Le Conseil constitutionnel ivoirien a rendu publique la liste définitive des candidats retenus pour la présidentielle d’octobre 2025. Cinq personnalités sont en lice : le président sortant Alassane Ouattara, en quête d’un quatrième mandat, Simone Ehivet, ancienne première dame, Henriette Lagou, ex-ministre et candidate en 2015, Jean-Louis Billon, porté par le Congrès démocratique, et enfin Ahoua Don Mello, membre du PPA-CI mais désavoué par son parti. Cette configuration marque une singularité : la présence de deux femmes dans une compétition longtemps dominée par les hommes.

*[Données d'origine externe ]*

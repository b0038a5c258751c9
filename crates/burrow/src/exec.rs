//! Host services for running commands: plain pipes or a pty.

use std::io::{self, Read, Write};
use std::process::{Command, Stdio};
use std::sync::Arc;
use std::thread;
use std::time::Duration;

use anyhow::{Context, Result, bail};
use log::debug;
use parking_lot::Mutex;
use portable_pty::{CommandBuilder, ExitStatus, MasterPty, PtySize, native_pty_system};

use crate::mux::Stream;
use crate::net::Conduit;

/// Runs a command with piped stdio, splicing the stream into its stdin
/// and both of its output pipes. Returns once the command exits and the
/// pumps drained.
pub fn run_piped(argv: &[String], stream: Stream) -> Result<()> {
  if argv.is_empty() {
    bail!("empty command");
  }
  let mut child = Command::new(&argv[0])
    .args(&argv[1..])
    .stdin(Stdio::piped())
    .stdout(Stdio::piped())
    .stderr(Stdio::piped())
    .spawn()
    .with_context(|| format!("spawning {}", argv[0]))?;
  let mut stdin = child.stdin.take().context("child stdin missing")?;
  let mut stdout = child.stdout.take().context("child stdout missing")?;
  let mut stderr = child.stderr.take().context("child stderr missing")?;

  let mut from_tunnel = stream.clone();
  let input = thread::Builder::new()
    .name("exec-stdin".to_string())
    .spawn(move || {
      let mut buf = [0u8; 8192];
      loop {
        match from_tunnel.read(&mut buf) {
          Ok(0) | Err(_) => break,
          Ok(n) => {
            if stdin.write_all(&buf[..n]).is_err() {
              break;
            }
          }
        }
      }
      // Dropping stdin sends EOF to the child.
    })
    .expect("failed to spawn stdin pump");

  let output = spawn_output_pump("exec-stdout", move |buf| stdout.read(buf), stream.clone());
  let errors = spawn_output_pump("exec-stderr", move |buf| stderr.read(buf), stream.clone());

  let status = child.wait().context("waiting for the command")?;
  debug!("command exited with {status}");
  let _ = output.join();
  let _ = errors.join();
  stream.close();
  let _ = input.join();
  Ok(())
}

fn spawn_output_pump(
  name: &str,
  mut read: impl FnMut(&mut [u8]) -> io::Result<usize> + Send + 'static,
  mut stream: Stream,
) -> thread::JoinHandle<()> {
  thread::Builder::new()
    .name(name.to_string())
    .spawn(move || {
      let mut buf = [0u8; 8192];
      loop {
        match read(&mut buf) {
          Ok(0) | Err(_) => break,
          Ok(n) => {
            if stream.write_all(&buf[..n]).is_err() {
              break;
            }
          }
        }
      }
    })
    .expect("failed to spawn output pump")
}

/// A command running inside a pty. Handles are clonable so the resize
/// listener and the data pump can live on different threads.
#[derive(Clone)]
pub struct PtyProcess {
  master: Arc<Mutex<Box<dyn MasterPty + Send>>>,
  reader: Arc<Mutex<Box<dyn Read + Send>>>,
  writer: Arc<Mutex<Box<dyn Write + Send>>>,
  child: Arc<Mutex<Box<dyn portable_pty::Child + Send + Sync>>>,
  killer: Arc<Mutex<Box<dyn portable_pty::ChildKiller + Send + Sync>>>,
}

impl PtyProcess {
  pub fn spawn(argv: &[String], rows: u16, cols: u16) -> Result<PtyProcess> {
    if argv.is_empty() {
      bail!("empty command");
    }
    let pty_system = native_pty_system();
    let pair = pty_system.openpty(PtySize {
      rows,
      cols,
      pixel_width: 0,
      pixel_height: 0,
    })?;
    let mut builder = CommandBuilder::new(&argv[0]);
    for arg in &argv[1..] {
      builder.arg(arg);
    }
    let child = pair.slave.spawn_command(builder)?;
    drop(pair.slave);

    let master: Box<dyn MasterPty + Send> = pair.master;
    let writer = master.take_writer().context("failed to take pty writer")?;
    let reader = master
      .try_clone_reader()
      .context("failed to clone pty reader")?;
    let killer = child.clone_killer();
    Ok(PtyProcess {
      master: Arc::new(Mutex::new(master)),
      reader: Arc::new(Mutex::new(reader)),
      writer: Arc::new(Mutex::new(writer)),
      child: Arc::new(Mutex::new(child)),
      killer: Arc::new(Mutex::new(killer)),
    })
  }

  pub fn resize(&self, rows: u16, cols: u16) {
    let _ = self.master.lock().resize(PtySize {
      rows,
      cols,
      pixel_width: 0,
      pixel_height: 0,
    });
  }

  pub fn kill(&self) {
    let _ = self.killer.lock().kill();
  }

  pub fn wait(&self) -> io::Result<ExitStatus> {
    self.child.lock().wait()
  }

  /// The pty master as a conduit; shutting it down kills the child.
  pub fn conduit(&self) -> PtyConduit {
    PtyConduit {
      reader: self.reader.clone(),
      writer: self.writer.clone(),
      killer: self.killer.clone(),
    }
  }
}

pub struct PtyConduit {
  reader: Arc<Mutex<Box<dyn Read + Send>>>,
  writer: Arc<Mutex<Box<dyn Write + Send>>>,
  killer: Arc<Mutex<Box<dyn portable_pty::ChildKiller + Send + Sync>>>,
}

impl Read for PtyConduit {
  fn read(&mut self, buf: &mut [u8]) -> io::Result<usize> {
    self.reader.lock().read(buf)
  }
}

impl Write for PtyConduit {
  fn write(&mut self, buf: &[u8]) -> io::Result<usize> {
    self.writer.lock().write(buf)
  }

  fn flush(&mut self) -> io::Result<()> {
    self.writer.lock().flush()
  }
}

impl Conduit for PtyConduit {
  fn try_clone(&self) -> io::Result<Box<dyn Conduit>> {
    Ok(Box::new(PtyConduit {
      reader: self.reader.clone(),
      writer: self.writer.clone(),
      killer: self.killer.clone(),
    }))
  }

  fn shutdown(&self) -> io::Result<()> {
    let _ = self.killer.lock().kill();
    Ok(())
  }

  fn set_read_timeout(&self, _timeout: Option<Duration>) -> io::Result<()> {
    Ok(())
  }

  fn set_write_timeout(&self, _timeout: Option<Duration>) -> io::Result<()> {
    Ok(())
  }
}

Cette annonce s’accompagne de lourds rejets qui redessinent totalement le paysage politique. Les candidatures de Laurent Gbagbo et de Tidjane Thiam ont été invalidées, le premier pour sa radiation de la liste électorale depuis 2020, le second pour des raisons administratives liées à sa nationalité au moment de son enrôlement. « Il faut avoir la qualité d’électeur et être régulièrement inscrit », a rappelé Chantal Camara, présidente du Conseil constitutionnel, qui a également rejeté toutes les motions introduites par leurs partis. Le cas de Pascal Affi N’Guessan, leader du FPI, n’a pas échappé à cette vague : son dossier a été rejeté pour insuffisance de parrainages valides.
À ce stade, plus aucun recours n’est possible pour les candidats recalés, ce qui place les deux principaux partis d’opposition, le PDCI et le PPA-CI, hors de la course. N’ayant pas anticipé de plan B, ils se retrouvent sans représentant à cette élection capitale, laissant le terrain largement ouvert au président sortant et aux autres challengers retenus. Dans un contexte politique marqué par les tensions et la recomposition des alliances, le scrutin d’octobre s’annonce décisif pour l’avenir démocratique de la Côte d’Ivoire.